When NAbs were examined in the same way, she added, there was no difference between infants who acquired HIV and infants who remained uninfected.

After citing more studies that examined both antibodies, Dr. Overbaugh shared that overall, lab-based collaborative studies leveraged samples and data included in the Nairobi trial and “revealed the unique nature of the infant immune response and identified ADCC antibodies as a correlate of protection in infants.”

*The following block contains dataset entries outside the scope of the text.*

//! External collaborators
//!
//! Narrow seams to the calling service and the transcript scorer. The dialer
//! never places a phone call or reads text itself.

use async_trait::async_trait;
use serde::{Deserialize, Serialize};
use std::collections::BTreeSet;
use std::fmt;
use std::sync::Arc;
use tokio::sync::oneshot;

#[cfg(test)]
use mockall::automock;

use crate::model::{CallId, CallResultStatus, LeadEntry, LeadStatus};

/// Errors from the calling service
#[derive(Debug, thiserror::Error)]
pub enum PlacementError {
    #[error("Call service rejected lead {lead_id}: {reason}")]
    Rejected { lead_id: String, reason: String },

    #[error("Call service unavailable: {0}")]
    Unavailable(String),

    #[error("Call {call_id} dropped its result channel")]
    ResultLost { call_id: CallId },

    #[error("Call placement timed out after {0}s")]
    Timeout(u64),
}

/// Terminal result of a call lifecycle
#[derive(Debug, Clone, PartialEq, Serialize, Deserialize)]
pub struct CallResult {
    pub status: CallResultStatus,
    pub duration_secs: u32,
    /// Final transcript, empty when nobody picked up
    #[serde(default)]
    pub transcript: String,
}

impl CallResult {
    pub fn completed(duration_secs: u32, transcript: impl Into<String>) -> Self {
        Self {
            status: CallResultStatus::Completed,
            duration_secs,
            transcript: transcript.into(),
        }
    }

    pub fn missed(status: CallResultStatus) -> Self {
        Self {
            status,
            duration_secs: 0,
            transcript: String::new(),
        }
    }
}

/// A placed call whose terminal result arrives later
#[derive(Debug)]
pub struct CallHandle {
    pub call_id: CallId,
    pub result: oneshot::Receiver<CallResult>,
}

impl CallHandle {
    /// Handle plus the sender that completes it
    pub fn channel(call_id: impl Into<CallId>) -> (Self, oneshot::Sender<CallResult>) {
        let (tx, rx) = oneshot::channel();
        (
            Self {
                call_id: call_id.into(),
                result: rx,
            },
            tx,
        )
    }

    /// Handle that already carries its result
    pub fn resolved(call_id: impl Into<CallId>, result: CallResult) -> Self {
        let (handle, tx) = Self::channel(call_id);
        let _ = tx.send(result);
        handle
    }
}

/// Calling service seam
#[cfg_attr(test, automock)]
#[async_trait]
pub trait CallPlacer: Send + Sync {
    /// Start a call to the lead. Returns once the call is placed, not when it ends.
    async fn place_call(&self, lead: &LeadEntry) -> Result<CallHandle, PlacementError>;
}

/// Shared reference to a CallPlacer
pub type SharedCallPlacer = Arc<dyn CallPlacer>;

/// Caller emotion as judged from the transcript
#[derive(Debug, Clone, Copy, PartialEq, Eq, Hash, Serialize, Deserialize)]
#[serde(rename_all = "snake_case")]
pub enum Emotion {
    Neutral,
    Positive,
    Hesitant,
    Frustrated,
}

/// How pressing the caller's need sounds
#[derive(Debug, Clone, Copy, PartialEq, Eq, PartialOrd, Ord, Hash, Serialize, Deserialize)]
#[serde(rename_all = "snake_case")]
pub enum Urgency {
    Low,
    Medium,
    High,
}

/// Sales objection categories
#[derive(Debug, Clone, Copy, PartialEq, Eq, PartialOrd, Ord, Hash, Serialize, Deserialize)]
#[serde(rename_all = "snake_case")]
pub enum Objection {
    Price,
    Trust,
    Timing,
    Need,
    Competitor,
}

impl fmt::Display for Objection {
    fn fmt(&self, f: &mut fmt::Formatter<'_>) -> fmt::Result {
        match self {
            Objection::Price => write!(f, "price"),
            Objection::Trust => write!(f, "trust"),
            Objection::Timing => write!(f, "timing"),
            Objection::Need => write!(f, "need"),
            Objection::Competitor => write!(f, "competitor"),
        }
    }
}

/// What the scorer makes of a transcript
#[derive(Debug, Clone, PartialEq, Serialize, Deserialize)]
pub struct ScoreReport {
    pub status: LeadStatus,
    pub emotion: Emotion,
    pub urgency: Urgency,
    pub objections: BTreeSet<Objection>,
}

impl Default for ScoreReport {
    fn default() -> Self {
        Self {
            status: LeadStatus::Cold,
            emotion: Emotion::Neutral,
            urgency: Urgency::Low,
            objections: BTreeSet::new(),
        }
    }
}

/// Transcript scoring seam. Pure and synchronous.
pub trait TranscriptScorer: Send + Sync {
    fn score_transcript(&self, transcript: &str, duration_secs: u32) -> ScoreReport;
}

/// Shared reference to a TranscriptScorer
pub type SharedScorer = Arc<dyn TranscriptScorer>;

Results yielded in the Nairobi trial also led to unexpected findings in subsequent studies. For example, 1 study looked at an envelope variant representing a transmitted virus from an infant from the Nairobi trial; the variant was dubbed BG505. “This infant-derived Env variant has informed our understanding of the structure and immunogenicity of HIV Env,” Dr. Overbaugh said. “Because the Env trimer mediates entry into the cell and is the target of NAb, the structure of Env holds the key to designing biological approaches to prevent HIV infection.”

The substantial impact of the Nairobi breastfeeding trial and subsequent research underscore the immense potential of international interdisciplinary research in the realm of HIV prevention, according to Dr. Overbaugh. “The trial revealed risk and correlates of breastmilk transmission as was its original intent. But the data and samples from the trial were instrumental in revealing unique aspects of infant immune response,” she said. “It has been very exciting to see how the field has converged on a virus from an infant in the trial, an unexpected outcome when the trial was first designed, and that this BG505 trimer is advancing vaccine research at a rapid pace.”

Closing out her lecture by addressing young up-and-comers in the field, Dr. Overbaugh encouraged them to look for the opportunities that exist to be a part of meaningful collaborative study that could not only impact the trajectory of their careers, but also broaden research in positive ways, bringing everyone that much closer to the ultimate end goal: to cure HIV.